Start of Task material

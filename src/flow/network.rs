// Copyright 2026 Hypermesh Foundation. All rights reserved.
// APFlow Wireless Balancing Engine - Flow Network

//! Dense-index residual network and the per-solve graph builder.
//!
//! Node layout is fixed: `0` is the source, users occupy `1..=U`, APs occupy
//! `U+1..=U+A` in ascending AP id order, and the sink is the last node.
//! Every edge is stored next to its reverse twin, so edge `e` and `e ^ 1`
//! always form a forward/reverse pair.

use crate::cost::{to_milli, CostFunction};
use crate::load::{LoadSnapshot, AIRTIME_EPSILON};
use crate::types::{AccessPoint, ApId, User, UserId};

pub type NodeId = usize;
pub type EdgeId = usize;

// ---------------------------------------------------------------------------
// Errors
// ---------------------------------------------------------------------------

#[derive(Debug, Clone, PartialEq, Eq, thiserror::Error)]
pub enum GraphError {
    #[error("user {0} has no access point above the usable RSSI threshold")]
    UnreachableUser(UserId),
}

// ---------------------------------------------------------------------------
// FlowNetwork
// ---------------------------------------------------------------------------

#[derive(Debug, Clone, PartialEq)]
pub struct FlowEdge {
    pub from: NodeId,
    pub to: NodeId,
    pub capacity: i64,
    /// Milli-unit cost per unit of flow.
    pub cost: i64,
    pub flow: i64,
}

impl FlowEdge {
    pub fn residual(&self) -> i64 {
        self.capacity - self.flow
    }
}

#[derive(Debug, Clone, PartialEq)]
pub struct FlowNetwork {
    edges: Vec<FlowEdge>,
    adjacency: Vec<Vec<EdgeId>>,
    source: NodeId,
    sink: NodeId,
}

impl FlowNetwork {
    pub fn new(node_count: usize, source: NodeId, sink: NodeId) -> Self {
        Self {
            edges: Vec::new(),
            adjacency: vec![Vec::new(); node_count],
            source,
            sink,
        }
    }

    /// Add `from → to` plus its zero-capacity reverse. Returns the forward edge id.
    pub fn add_edge(&mut self, from: NodeId, to: NodeId, capacity: i64, cost: i64) -> EdgeId {
        let id = self.edges.len();
        self.edges.push(FlowEdge { from, to, capacity, cost, flow: 0 });
        self.edges.push(FlowEdge { from: to, to: from, capacity: 0, cost: -cost, flow: 0 });
        self.adjacency[from].push(id);
        self.adjacency[to].push(id + 1);
        id
    }

    pub fn node_count(&self) -> usize {
        self.adjacency.len()
    }

    pub fn source(&self) -> NodeId {
        self.source
    }

    pub fn sink(&self) -> NodeId {
        self.sink
    }

    pub fn edge(&self, id: EdgeId) -> &FlowEdge {
        &self.edges[id]
    }

    pub fn edge_count(&self) -> usize {
        self.edges.len()
    }

    /// Residual edge ids leaving `node`, forward and reverse alike.
    pub fn edges_from(&self, node: NodeId) -> &[EdgeId] {
        &self.adjacency[node]
    }

    /// Forward edges only, in insertion order.
    pub fn forward_edges(&self) -> impl Iterator<Item = (EdgeId, &FlowEdge)> + '_ {
        self.edges.iter().enumerate().step_by(2)
    }

    /// Push `amount` units along `edge`, mirroring it on the reverse twin.
    pub fn push(&mut self, edge: EdgeId, amount: i64) {
        self.edges[edge].flow += amount;
        self.edges[edge ^ 1].flow -= amount;
    }

    /// Outflow minus inflow at `node`. Reverse edges carry negated flow, so
    /// the adjacency sum is exactly the net balance.
    pub fn net_outflow(&self, node: NodeId) -> i64 {
        self.adjacency[node].iter().map(|&e| self.edges[e].flow).sum()
    }

    pub fn total_flow(&self) -> i64 {
        self.net_outflow(self.source)
    }

    pub fn total_cost(&self) -> i64 {
        self.forward_edges().map(|(_, e)| e.flow * e.cost).sum()
    }

    pub fn reset_flow(&mut self) {
        for edge in &mut self.edges {
            edge.flow = 0;
        }
    }
}

// ---------------------------------------------------------------------------
// FlowGraph
// ---------------------------------------------------------------------------

/// A user → AP edge admitted by the cost function.
#[derive(Debug, Clone, Copy, PartialEq)]
pub struct CandidateEdge {
    pub ap: ApId,
    pub cost: f64,
}

#[derive(Debug, Clone, Copy, PartialEq)]
pub struct LinkEdge {
    pub user: UserId,
    pub ap: ApId,
    pub edge: EdgeId,
    pub cost: f64,
}

/// A built network plus the id ↔ node bookkeeping needed to read it back.
#[derive(Debug, Clone)]
pub struct FlowGraph {
    pub network: FlowNetwork,
    user_ids: Vec<UserId>,
    ap_ids: Vec<ApId>,
    links: Vec<LinkEdge>,
    unreachable: Vec<UserId>,
}

impl FlowGraph {
    pub fn user_node(&self, user: UserId) -> Option<NodeId> {
        self.user_ids.iter().position(|&u| u == user).map(|i| 1 + i)
    }

    pub fn ap_node(&self, ap: ApId) -> Option<NodeId> {
        self.ap_ids.binary_search(&ap).ok().map(|i| 1 + self.user_ids.len() + i)
    }

    /// Users that made it into the network.
    pub fn users(&self) -> &[UserId] {
        &self.user_ids
    }

    pub fn links(&self) -> &[LinkEdge] {
        &self.links
    }

    /// Users excluded from this solve for lack of any usable AP.
    pub fn unreachable(&self) -> &[UserId] {
        &self.unreachable
    }

    /// Units of flow the source can emit.
    pub fn supply(&self) -> i64 {
        self.user_ids.len() as i64
    }

    /// Units of flow the sink can absorb.
    pub fn ap_capacity(&self) -> i64 {
        let sink = self.network.sink();
        self.network
            .forward_edges()
            .filter(|(_, e)| e.to == sink)
            .map(|(_, e)| e.capacity)
            .sum()
    }

    /// Saturated user → AP edges, ascending by user id.
    pub fn extract(&self) -> Vec<LinkEdge> {
        let mut chosen: Vec<LinkEdge> = self
            .links
            .iter()
            .filter(|l| self.network.edge(l.edge).flow > 0)
            .copied()
            .collect();
        chosen.sort_by_key(|l| l.user);
        chosen
    }

    /// Users in the network that received no flow.
    pub fn unserved(&self) -> Vec<UserId> {
        let mut served: Vec<UserId> = self.extract().iter().map(|l| l.user).collect();
        served.sort_unstable();
        self.user_ids
            .iter()
            .copied()
            .filter(|u| served.binary_search(u).is_err())
            .collect()
    }
}

// ---------------------------------------------------------------------------
// FlowGraphBuilder
// ---------------------------------------------------------------------------

/// Airtime view used to turn an AP's airtime budget into whole user slots.
#[derive(Debug, Clone, Copy, PartialEq)]
struct AirtimeSlots {
    overload_fraction: f64,
    unit_demand: f64,
}

pub struct FlowGraphBuilder<'a> {
    cost: &'a CostFunction,
    aps: Vec<&'a AccessPoint>,
    load: &'a LoadSnapshot,
    airtime: Option<AirtimeSlots>,
}

impl<'a> FlowGraphBuilder<'a> {
    pub fn new(cost: &'a CostFunction, aps: &'a [AccessPoint], load: &'a LoadSnapshot) -> Self {
        let mut aps: Vec<&AccessPoint> = aps.iter().collect();
        aps.sort_by_key(|ap| ap.id);
        Self { cost, aps, load, airtime: None }
    }

    /// Bound each AP → sink edge by the number of `unit_demand` users that
    /// fit in the AP's airtime budget, as well as by its user capacity.
    pub fn with_airtime_limit(mut self, overload_fraction: f64, unit_demand: f64) -> Self {
        self.airtime = Some(AirtimeSlots { overload_fraction, unit_demand });
        self
    }

    /// Units of flow `ap` may absorb in this network.
    pub fn sink_capacity(&self, ap: &AccessPoint) -> i64 {
        let slots = i64::from(ap.user_capacity);
        match self.airtime {
            Some(a) if a.unit_demand > 0.0 => {
                let fit = (ap.airtime_budget(a.overload_fraction) / a.unit_demand + AIRTIME_EPSILON).floor();
                if fit.is_finite() {
                    slots.min(fit.max(0.0) as i64)
                } else {
                    slots
                }
            }
            _ => slots,
        }
    }

    /// Admitted edges for one user, ascending by AP id.
    pub fn user_edges(&self, user: &User, current: Option<ApId>) -> Result<Vec<CandidateEdge>, GraphError> {
        let edges: Vec<CandidateEdge> = self
            .aps
            .iter()
            .filter_map(|ap| {
                self.cost
                    .edge_cost(user, ap, self.load, current)
                    .map(|cost| CandidateEdge { ap: ap.id, cost })
            })
            .collect();
        if edges.is_empty() {
            return Err(GraphError::UnreachableUser(user.id));
        }
        Ok(edges)
    }

    /// Build the network for `users`, each paired with its current AP.
    /// Users without a single admitted edge are left out and reported.
    pub fn build<'u>(&self, users: impl IntoIterator<Item = (&'u User, Option<ApId>)>) -> FlowGraph {
        let mut admitted: Vec<(UserId, Vec<CandidateEdge>)> = Vec::new();
        let mut unreachable = Vec::new();
        for (user, current) in users {
            match self.user_edges(user, current) {
                Ok(edges) => admitted.push((user.id, edges)),
                Err(GraphError::UnreachableUser(id)) => unreachable.push(id),
            }
        }
        admitted.sort_by_key(|(id, _)| *id);
        unreachable.sort_unstable();

        let user_count = admitted.len();
        let ap_ids: Vec<ApId> = self.aps.iter().map(|ap| ap.id).collect();
        let source = 0;
        let sink = 1 + user_count + ap_ids.len();
        let mut network = FlowNetwork::new(sink + 1, source, sink);

        let mut links = Vec::new();
        for (i, (user, edges)) in admitted.iter().enumerate() {
            let user_node = 1 + i;
            network.add_edge(source, user_node, 1, 0);
            for candidate in edges {
                let Ok(j) = ap_ids.binary_search(&candidate.ap) else { continue };
                let edge = network.add_edge(user_node, 1 + user_count + j, 1, to_milli(candidate.cost));
                links.push(LinkEdge { user: *user, ap: candidate.ap, edge, cost: candidate.cost });
            }
        }
        for (j, ap) in self.aps.iter().enumerate() {
            network.add_edge(1 + user_count + j, sink, self.sink_capacity(ap), 0);
        }

        FlowGraph {
            network,
            user_ids: admitted.into_iter().map(|(id, _)| id).collect(),
            ap_ids,
            links,
            unreachable,
        }
    }
}

// ---------------------------------------------------------------------------
// Tests
// ---------------------------------------------------------------------------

End of Task material

**Goal of the exercise**
Where the string "else" appears in a line of the listing, copy that line.

**Response**
                } else {
                let Ok(j) = ap_ids.binary_search(&candidate.ap) else { continue };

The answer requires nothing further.